**Work item**
Scan the entries for lines with the word "false" and copy those lines.

Stored data entries
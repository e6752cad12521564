//! Command execution inside the build environment

use crate::core::context::BuildContext;
use async_trait::async_trait;
use kiln_config::constants::IMAGE_ROOT_ENV;
use kiln_errors::{BuildError, Error};
use kiln_events::EventEmitter;
use std::collections::{BTreeMap, HashMap};
use std::path::PathBuf;
use std::process::Stdio;
use tokio::io::{AsyncBufReadExt, AsyncRead, BufReader};
use tokio::process::Command;

/// A command line ready to run for one step
#[derive(Debug, Clone)]
pub struct CommandRequest {
    /// Index of the step issuing the command
    pub index: usize,
    pub command: String,
    /// Execution directory inside the image
    pub image_dir: String,
    /// Host location of `image_dir`
    pub host_dir: PathBuf,
    pub environment: BTreeMap<String, String>,
}

/// Result of a finished command
#[derive(Debug, Clone, Copy, PartialEq, Eq)]
pub struct CommandOutcome {
    /// Exit status, `None` when the process was killed by a signal
    pub exit_code: Option<i32>,
}

impl CommandOutcome {
    #[must_use]
    pub fn success(self) -> bool {
        self.exit_code == Some(0)
    }
}

/// Runs run-command lines on behalf of the sequencer
#[async_trait]
pub trait CommandRunner: Send + Sync {
    /// Run a command to completion
    ///
    /// # Errors
    ///
    /// Returns an error only if the command could not be started or waited
    /// on. A non-zero exit is reported through the outcome.
    async fn run(&self, request: &CommandRequest, ctx: &BuildContext)
        -> Result<CommandOutcome, Error>;
}

/// Default runner: interprets each command line with a POSIX shell
#[derive(Debug, Clone)]
pub struct ShellRunner {
    shell: String,
}

impl ShellRunner {
    #[must_use]
    pub fn new(shell: impl Into<String>) -> Self {
        Self {
            shell: shell.into(),
        }
    }
}

impl Default for ShellRunner {
    fn default() -> Self {
        Self::new(kiln_config::constants::DEFAULT_SHELL)
    }
}

#[async_trait]
impl CommandRunner for ShellRunner {
    async fn run(
        &self,
        request: &CommandRequest,
        ctx: &BuildContext,
    ) -> Result<CommandOutcome, Error> {
        ctx.emit_debug_with_context(
            format!("Executing: {} -c {}", self.shell, request.command),
            HashMap::from([
                ("working_dir".to_string(), request.image_dir.clone()),
                ("host_dir".to_string(), request.host_dir.display().to_string()),
            ]),
        );

        let mut child = Command::new(&self.shell)
            .arg("-c")
            .arg(&request.command)
            .current_dir(&request.host_dir)
            .envs(&request.environment)
            .env(IMAGE_ROOT_ENV, &ctx.image_root)
            .stdin(Stdio::null())
            .stdout(Stdio::piped())
            .stderr(Stdio::piped())
            .kill_on_drop(true)
            .spawn()
            .map_err(|e| BuildError::SpawnFailed {
                command: request.command.clone(),
                message: e.to_string(),
            })?;

        let stdout = child.stdout.take();
        let stderr = child.stderr.take();

        let (_, _, status) = tokio::join!(
            forward_lines(stdout, ctx, request.index, false),
            forward_lines(stderr, ctx, request.index, true),
            child.wait()
        );

        let status = status.map_err(|e| BuildError::SpawnFailed {
            command: request.command.clone(),
            message: e.to_string(),
        })?;

        Ok(CommandOutcome {
            exit_code: status.code(),
        })
    }
}

async fn forward_lines<R>(stream: Option<R>, ctx: &BuildContext, index: usize, is_stderr: bool)
where
    R: AsyncRead + Unpin,
{
    let Some(stream) = stream else {
        return;
    };
    // Drain to EOF whatever the encoding
    let mut reader = BufReader::new(stream);
    let mut buf = Vec::new();
    loop {
        buf.clear();
        match reader.read_until(b'\n', &mut buf).await {
            Ok(0) | Err(_) => break,
            Ok(_) => {
                let line = buf.strip_suffix(b"\n").unwrap_or(&buf[..]);
                let line = line.strip_suffix(b"\r").unwrap_or(line);
                ctx.emit_output(index, String::from_utf8_lossy(line).into_owned(), is_stderr);
            }
        }
    }
}

#[cfg(test)]
mod tests {
    use super::*;
    use kiln_events::{AppEvent, BuildEvent};
    use tempfile::TempDir;

    fn request(command: &str, dir: &TempDir) -> CommandRequest {
        CommandRequest {
            index: 4,
            command: command.to_string(),
            image_dir: "/".to_string(),
            host_dir: dir.path().to_path_buf(),
            environment: BTreeMap::from([("GREETING".to_string(), "hi".to_string())]),
        }
    }

    #[tokio::test]
    async fn test_shell_runner_forwards_output() {
        let temp = TempDir::new().unwrap();
        let (tx, mut rx) = kiln_events::channel();
        let ctx = BuildContext::new("scratch".into(), temp.path().to_path_buf(), temp.path().into())
            .with_event_sender(Some(tx));

        let outcome = ShellRunner::default()
            .run(&request("echo $GREETING; echo oops >&2", &temp), &ctx)
            .await
            .unwrap();
        assert!(outcome.success());
        drop(ctx);

        let mut stdout = Vec::new();
        let mut stderr = Vec::new();
        while let Some(message) = rx.recv().await {
            if let AppEvent::Build(BuildEvent::StepOutput {
                index,
                line,
                is_stderr,
                ..
            }) = message.event
            {
                assert_eq!(index, 4);
                if is_stderr {
                    stderr.push(line);
                } else {
                    stdout.push(line);
                }
            }
        }
        assert_eq!(stdout, vec!["hi".to_string()]);
        assert_eq!(stderr, vec!["oops".to_string()]);
    }

    #[tokio::test]
    async fn test_invalid_utf8_output_is_drained() {
        let temp = TempDir::new().unwrap();
        let (tx, mut rx) = kiln_events::channel();
        let ctx = BuildContext::new("scratch".into(), temp.path().to_path_buf(), temp.path().into())
            .with_event_sender(Some(tx));

        // Enough output after the bad byte to fill the pipe buffer
        let outcome = ShellRunner::default()
            .run(
                &request(
                    "printf '\\377\\n'; head -c 300000 /dev/zero | tr '\\0' a; echo; echo done",
                    &temp,
                ),
                &ctx,
            )
            .await
            .unwrap();
        assert_eq!(outcome.exit_code, Some(0));
        drop(ctx);

        let mut lines = Vec::new();
        while let Some(message) = rx.recv().await {
            if let AppEvent::Build(BuildEvent::StepOutput { line, is_stderr: false, .. }) =
                message.event
            {
                lines.push(line);
            }
        }
        assert_eq!(lines.first().map(String::as_str), Some("\u{FFFD}"));
        assert_eq!(lines.get(1).map(String::len), Some(300_000));
        assert_eq!(lines.last().map(String::as_str), Some("done"));
    }

    #[tokio::test]
    async fn test_shell_runner_reports_exit_code() {
        let temp = TempDir::new().unwrap();
        let ctx = BuildContext::new("scratch".into(), temp.path().to_path_buf(), temp.path().into());

        let outcome = ShellRunner::default()
            .run(&request("exit 3", &temp), &ctx)
            .await
            .unwrap();
        assert_eq!(outcome.exit_code, Some(3));
        assert!(!outcome.success());
    }

    #[tokio::test]
    async fn test_shell_runner_exports_image_root() {
        let temp = TempDir::new().unwrap();
        let ctx = BuildContext::new("scratch".into(), temp.path().to_path_buf(), temp.path().into());

        let outcome = ShellRunner::default()
            .run(
                &request("touch \"$KILN_IMAGE_ROOT/marker\"", &temp),
                &ctx,
            )
            .await
            .unwrap();
        assert!(outcome.success());
        assert!(temp.path().join("marker").exists());
    }

    #[tokio::test]
    async fn test_missing_shell_is_spawn_failure() {
        let temp = TempDir::new().unwrap();
        let ctx = BuildContext::new("scratch".into(), temp.path().to_path_buf(), temp.path().into());

        let err = ShellRunner::new("/nonexistent/shell")
            .run(&request("true", &temp), &ctx)
            .await
            .unwrap_err();
        assert!(matches!(err, Error::Build(BuildError::SpawnFailed { .. })));
    }
}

**Exercise solution**
            forward_lines(stdout, ctx, request.index, false),
            if let AppEvent::Build(BuildEvent::StepOutput { line, is_stderr: false, .. }) =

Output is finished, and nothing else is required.